Cocoa needs very specific heat, humidity, and precipitation conditions to grow, and in the last decade climate changes have hampered the crop from flourishing. The world's cocoa is grown in a narrow belt 10 degrees either side of the Equator.

70% of the cocoa that goes into the entire world’s chocolates is grown in just two countries - Cote d’Ivoire and Ghana. So when cocoa farming there suffers a setback, the impact sends shockwaves across the entire global industry. Recent dry weather over West Africa has greatly decreased worldwide cocoa production. A nasty fungal disease known as frosty pod hasn't helped either. Because of all this, cocoa farming has proven a particularly harsh business, so as a result many Ivorian and Ghanaian farmers have shifted to more profitable crops, like corn.

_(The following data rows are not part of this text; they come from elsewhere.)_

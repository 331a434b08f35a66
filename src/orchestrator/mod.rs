//! 编排层（Orchestration Layer）
//!
//! ## 职责
//!
//! 持有页面状态，决定何时发请求、何时写回本地状态、何时启动/取消定时任务。
//!
//! ## 模块划分
//!
//! ### `labs_view` - 实验室列表页
//! - 加载 / 重试实验室列表
//! - 创建实验室
//!
//! ### `lab_details` - 实验室详情页
//! - 实验室编辑
//! - 考试增删改、状态切换、自动模式
//! - 设备标签页
//! - 持有 `StatusTicker`，生命周期和页面一致
//!
//! ### `status_ticker` - 状态刷新任务
//! - 每个周期对考试列表执行一次状态推导
//! - 通过 `CancellationToken` 取消
//!
//! ## 层次关系
//!
//! ```text
//! app (CLI)
//!     ↓
//! labs_view / lab_details (页面状态)
//!     ↓
//! status_ticker ──→ services::status_resolver
//!     ↓
//! clients::LabApiClient (REST)
//! ```

pub mod lab_details;
pub mod labs_view;
pub mod status_ticker;

pub use lab_details::{LabDetailsView, Tab, TimerField, ViewOptions};
pub use labs_view::LabsView;
pub use status_ticker::{system_clock, Clock, SharedExams, StatusTicker};
use anyhow::Result;
use clap::Parser;
use lab_console::app::{App, Cli};

#[tokio::main]
async fn main() -> Result<()> {
    // 解析命令行
    let cli = Cli::parse();

    // 初始化并运行应用
    App::initialize(cli)?.run().await
}
pub mod lab_api;

pub use lab_api::LabApiClient;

As temperatures rise; extreme droughts and extreme storms become more frequent; and as farmers abandon their crops in the global cocoa basket of West Africa, the cocoa industry is on course to run out of affordable chocolate within 20 years, industry experts claim.

Your chocolate bar really is under threat. Mars and Swiss Callebaut are standing behind these facts of rising temperature’s impact on cocoa beans. Cocoa trees grow well in humid tropical climates with regular rains and a short dry season. The trees need even temperatures between 21-23 degrees Celsius, with a constant rainfall of 1000-2500mm per year. Cocoa beans cannot cope with the IPCC’s predictions of drought, excess heat, nor with erratic rains.

The predictions are worrying for many. ‘9 out of 10 people are considered to be chocoholics and the 10th person is said to be a liar’. There is some truth in that witticism, in cocoa’s universal appeal. A theobromine, a talismanic ‘food of the gods’ from the Aztec civilisation, to the 19th century European sugared milky recipe many love today, and now that appeal is spreading to China.

"Galaxy, Creme Eggs, every kind of £1 chocolate bar will be a thing of the past," warns London chocolatier Marc Demarquette, who believes a bar at £7, or its future equivalent, will be more like it.